Silvie Fleury: Early Works

Galerie Andrea Caratsch, St.Moritz. 16. Dezember 2019 – 11. April 2020.

„Early Work“ reunites iconic works from the Nineties comprising installations, sculptures, neon works and photographs. From the early stages of her career, Swiss artist Sylvie Fleury (b. 1961) utilizes the world of fashion and luxury goods and its inherent mechanisms of commercialisations as her playground of artistic expression. Highlights of the present exhibition are two „Untitled“ installations, exemplary of her modus of creating contemporary allegories of desires. The monumental sculpture of galvanised steel „First Spaceship on Venus“, 1994, on the other hand, is an iconic statement of Fleury’s infatuation and delightfully humorous appropriation of overtly chauvinist symbols.

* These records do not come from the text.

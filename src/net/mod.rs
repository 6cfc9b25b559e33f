//! The net engine: holds the marking and all per-transition bookkeeping for
//! the modeled instance, and implements firing. All mutation happens
//! through `try_fire`; every other method is a read accessor. The engine
//! itself performs no locking — the monitor is the sole owner of mutual
//! exclusion over it.

pub mod invariants;

use std::fmt::Write as _;
use std::time::Instant;

use quick_xml::se::to_string as to_xml_string;
use serde::Serialize;

use crate::error::SimError;
use crate::matrix::{self};
use crate::topology::{AlphaProfile, Topology, TRANSITION_COUNT};

/// An XML-serializable snapshot of a marking, emitted only when a place
/// invariant is violated — a design-fault condition, since the incidence
/// matrix and invariant families are meant to be mutually consistent by
/// construction.
#[derive(Serialize)]
#[serde(rename = "marking")]
struct MarkingDump {
    #[serde(rename = "place")]
    places: Vec<PlaceDump>,
}

#[derive(Serialize)]
struct PlaceDump {
    #[serde(rename = "@index")]
    index: usize,
    #[serde(rename = "$value")]
    tokens: i64,
}

fn dump_marking(marking: &[i64]) -> String {
    let dump = MarkingDump {
        places: marking
            .iter()
            .enumerate()
            .map(|(index, &tokens)| PlaceDump { index, tokens })
            .collect(),
    };
    to_xml_string(&dump).unwrap_or_else(|e| format!("<marking error=\"{e}\"/>"))
}

pub struct NetEngine {
    topology: Topology,
    marking: Vec<i64>,
    fires: Vec<u64>,
    timestamp: Vec<u64>,
    waiting: Vec<bool>,
    sequence: String,
    epoch: Instant,
}

impl NetEngine {
    /// Creates the engine with the modeled instance's initial marking,
    /// zero counters, zero sequence, and every timestamp set to the
    /// engine's construction time.
    pub fn new(profile: AlphaProfile) -> Self {
        let topology = crate::topology::instance(profile);
        let marking = topology.initial_marking.clone();
        let n = TRANSITION_COUNT;
        NetEngine {
            topology,
            marking,
            fires: vec![0; n],
            timestamp: vec![0; n],
            waiting: vec![false; n],
            sequence: String::new(),
            epoch: Instant::now(),
        }
    }

    /// Milliseconds elapsed since this engine's construction, the clock
    /// basis for every timestamp the engine records.
    pub fn now_ms(&self) -> u64 {
        self.epoch.elapsed().as_millis() as u64
    }

    fn delta_for(&self, t: usize) -> Result<Vec<i64>, SimError> {
        let e_t = matrix::unit(t, TRANSITION_COUNT)?;
        matrix::multiply(&self.topology.incidence, &e_t)
    }

    /// Bit `t` is set iff `M + W*e_t >= 0` elementwise.
    pub fn enabled_by_marking(&self) -> Vec<bool> {
        (0..TRANSITION_COUNT)
            .map(|t| self.is_enabled(t))
            .collect()
    }

    pub fn is_enabled(&self, t: usize) -> bool {
        match self.delta_for(t) {
            Ok(delta) => matrix::add(&self.marking, &delta)
                .map(|m| m.iter().all(|&x| x >= 0))
                .unwrap_or(false),
            Err(_) => false,
        }
    }

    pub fn is_temporally_ready(&self, t: usize, now_ms: u64) -> bool {
        now_ms.saturating_sub(self.timestamp[t]) >= self.alpha(t)
    }

    /// Bit `t` is set iff enabled by marking and, when timed, temporally
    /// ready at `now_ms`.
    pub fn enabled_now(&self, now_ms: u64) -> Vec<bool> {
        (0..TRANSITION_COUNT)
            .map(|t| self.is_enabled(t) && (!self.is_timed(t) || self.is_temporally_ready(t, now_ms)))
            .collect()
    }

    pub fn is_timed(&self, t: usize) -> bool {
        self.topology.timed_transitions.contains(&t)
    }

    pub fn min_delay(&self, t: usize) -> u64 {
        self.alpha(t)
    }

    fn alpha(&self, t: usize) -> u64 {
        self.topology.alpha[t]
    }

    pub fn timestamp(&self, t: usize) -> u64 {
        self.timestamp[t]
    }

    pub fn waiting(&self, t: usize) -> bool {
        self.waiting[t]
    }

    pub fn set_waiting(&mut self, t: usize, value: bool) {
        self.waiting[t] = value;
    }

    /// Attempts to fire transition `t`. `permit` is the monitor's
    /// pre-computed eligibility: enabled by marking, temporally ready if
    /// timed, and not currently `waiting`.
    ///
    /// Returns `Ok(true)` on a successful firing, `Ok(false)` if `permit`
    /// was false (the *NotEnabled* control-flow outcome — non-fatal, the
    /// caller should block the requester on transition `t`'s queue), or
    /// `Err(SimError::InvariantViolation)` if firing would violate a place
    /// invariant, which is a fatal, programmer-facing condition.
    pub fn try_fire(&mut self, t: usize, permit: bool) -> Result<bool, SimError> {
        let delta = self.delta_for(t)?;
        let candidate = matrix::add(&self.marking, &delta)?;

        if !permit {
            return Ok(false);
        }

        if let Err(detail) = invariants::check(&self.topology.place_invariants, &candidate) {
            return Err(SimError::InvariantViolation {
                transition: t,
                detail,
                marking_dump: dump_marking(&candidate),
            });
        }

        let e_before = self.enabled_by_marking();
        self.marking = candidate;
        self.fires[t] += 1;
        let _ = write!(self.sequence, "T{t} ");

        let e_after = self.enabled_by_marking();
        let now = self.now_ms();
        for (i, (&before, &after)) in e_before.iter().zip(e_after.iter()).enumerate() {
            if before != after {
                self.timestamp[i] = now;
            }
        }

        Ok(true)
    }

    pub fn fires(&self) -> &[u64] {
        &self.fires
    }

    pub fn sequence(&self) -> &str {
        &self.sequence
    }

    /// The configured termination target for the exit transition, exposed
    /// for diagnostics and the log writer's summary.
    pub fn max_fires(&self) -> u64 {
        crate::topology::N_EXIT
    }

    pub fn transition_invariant_counts(&self) -> Vec<u64> {
        invariants::transition_invariant_counts(&self.topology.transition_invariants, &self.fires)
    }

    /// Labels each transition invariant exactly as the mandated log format
    /// prints it, e.g. `"Invariante 1: [0 1 3 4 7 8 11]"`.
    pub fn transition_invariant_labels(&self) -> Vec<String> {
        self.topology
            .transition_invariants
            .iter()
            .map(|inv| {
                let members = inv
                    .transitions
                    .iter()
                    .map(usize::to_string)
                    .collect::<Vec<_>>()
                    .join(" ");
                format!("{}: [{members}]", inv.name)
            })
            .collect()
    }

    pub fn place_invariant_definitions(&self) -> &[crate::topology::PlaceInvariant] {
        &self.topology.place_invariants
    }

    pub fn marking(&self) -> &[i64] {
        &self.marking
    }
}

#[cfg(test)]
mod tests {
    use super::*;

    fn fresh() -> NetEngine {
        NetEngine::new(AlphaProfile::Fast)
    }

    #[test]
    fn cold_start_enables_only_t0() {
        let engine = fresh();
        let enabled = engine.enabled_by_marking();
        assert_eq!(enabled, vec![
            true, false, false, false, false, false, false, false, false, false, false, false,
        ]);
    }

    #[test]
    fn firing_non_enabled_transition_never_mutates_state() {
        let mut engine = fresh();
        let before_marking = engine.marking().to_vec();
        let before_fires = engine.fires().to_vec();
        let result = engine.try_fire(5, false).unwrap();
        assert!(!result);
        assert_eq!(engine.marking(), before_marking.as_slice());
        assert_eq!(engine.fires(), before_fires.as_slice());
        assert_eq!(engine.sequence(), "");
    }

    #[test]
    fn firing_t0_appends_sequence_and_increments_counter() {
        let mut engine = fresh();
        assert!(engine.try_fire(0, true).unwrap());
        assert_eq!(engine.sequence(), "T0 ");
        assert_eq!(engine.fires()[0], 1);
        assert!(engine.marking()[0] >= 0);
    }

    #[test]
    fn place_invariants_hold_after_every_firing_in_an_invariant_cycle() {
        let mut engine = fresh();
        for &t in &[0usize, 1, 3, 4, 7, 8, 11] {
            assert!(engine.try_fire(t, true).unwrap(), "T{t} should fire");
            for inv in engine.place_invariant_definitions() {
                let sum: i64 = inv.places.iter().map(|&p| engine.marking()[p]).sum();
                assert_eq!(sum, inv.constant);
            }
        }
        // A full transition invariant returns the net to M0.
        assert_eq!(engine.marking(), crate::topology::instance(AlphaProfile::Fast).initial_marking.as_slice());
    }

    #[test]
    fn sequence_length_matches_total_fires() {
        let mut engine = fresh();
        for &t in &[0usize, 1, 2, 5, 7, 8, 11] {
            engine.try_fire(t, true).unwrap();
        }
        let total: u64 = engine.fires().iter().sum();
        let token_count = engine.sequence().split_whitespace().count() as u64;
        assert_eq!(token_count, total);
    }

    #[test]
    fn enabled_now_boundary_at_exact_alpha() {
        let mut engine = fresh();
        engine.try_fire(0, true).unwrap(); // enables T1 (timed, alpha=5 under FAST)
        let ts = engine.timestamp(1);
        assert!(engine.is_enabled(1));
        assert!(engine.is_temporally_ready(1, ts + engine.min_delay(1)));
        assert!(!engine.is_temporally_ready(1, ts + engine.min_delay(1) - 1));
    }

    #[test]
    fn timestamp_only_moves_on_enabledness_edge() {
        let mut engine = fresh();
        engine.try_fire(0, true).unwrap();
        let ts_before = engine.timestamp(0);
        // T0 itself goes back to disabled-by-marking only when slot_pool is
        // empty; firing other enabled-at-this-point transitions should not
        // disturb T0's timestamp since T0 stays enabled (slot_pool still has
        // tokens) across this step.
        engine.try_fire(1, true).unwrap();
        assert_eq!(engine.timestamp(0), ts_before);
    }

    #[test]
    fn transition_invariant_counts_zero_for_no_fires() {
        let engine = fresh();
        assert_eq!(engine.transition_invariant_counts(), vec![0, 0, 0, 0]);
    }
}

This exhibition brings together a number of iconic works by Sylvie Fleury. The group includes neon works, photographs, sculptures, and important installations, offering an opportunity to grasp some of the forms of the universe of the Swiss artist.

For Sylvie Fleury, fashion is more than a mere frame of reference; it is perceived as a platform where anyone can find his or her means of expression. It is an active space in which each of us can take root. The artist is not merely interested in following codes and collecting trends, but in enjoying and inverting them. After all, when fashion is filled with our lives, it is because it is one of the ways we signal our desires, just as Art is by definition. Thus, being an artist means becoming aware of one’s ability to appropriate the forms of those desires and attempting to question the spaces in which they find their expression.

For instance, the two large installations from 1991 and 1992, which include women’s shoes and decorative elements, turn out to be quasi- readymades of longing, as projected by the world of luxury retail. They are filters that clearly reveal how we go astray in building our identity. The works, which are conceived as clearly defined assemblages, function through their absence as a mirror of the space that we consider our own. Viewers thus see themselves confronted with their potential as a subject. If there is a missing figure in these scenes, then perhaps it is ourselves or someone else whose longing we are meant to share. In Sylvie Fleury’s work, this is how fetishism gains freedom and art transforms itself as a projection of longing into a space that is open to each of us.

In the statements taken from advertising, the signified corresponds to its significance – whether in neon (Egoïste, 2000; Pleasures, 2001) or as extensive murals (Egoïste Platinum, 1994). We have the right to seize the world, to play a game with our identity, to change it, to demand it—even if we run the risk of being confronted with our egoism. After all, as a viewer, voyeur, and audience, we perceive that art is an immediate and personal experience that is undeniably connected with us. The flash of its reception belongs to us, even when it is shared.

Perhaps the artist grasped this duality intuitively (and not without humor) when she reproduced the cover pages of the Italian edition of Vogue January 2000. Single or multiple, full-figure and viewed from below, or frontally in close-up, the world offers us many mirrors. However, if you freeze its reflection, a paradox in itself, another space-time structure opens up. While it is true that art, and photography all the more, places us in a chronology, it simultaneously projects us into infinity.

Perhaps the belief is futile and wrong, as is the reprehensible pleasure we feel when we think of escaping our trivial compulsions. However, Sylvie Fleury continues to proclaim that it is important to actively preserve a potential space for projection. Thus, the rocket in First Spaceship on Venus (1994), as fragile and light as it may be, has already landed on Venus. The world indeed also exists beyond the mirror images of the world.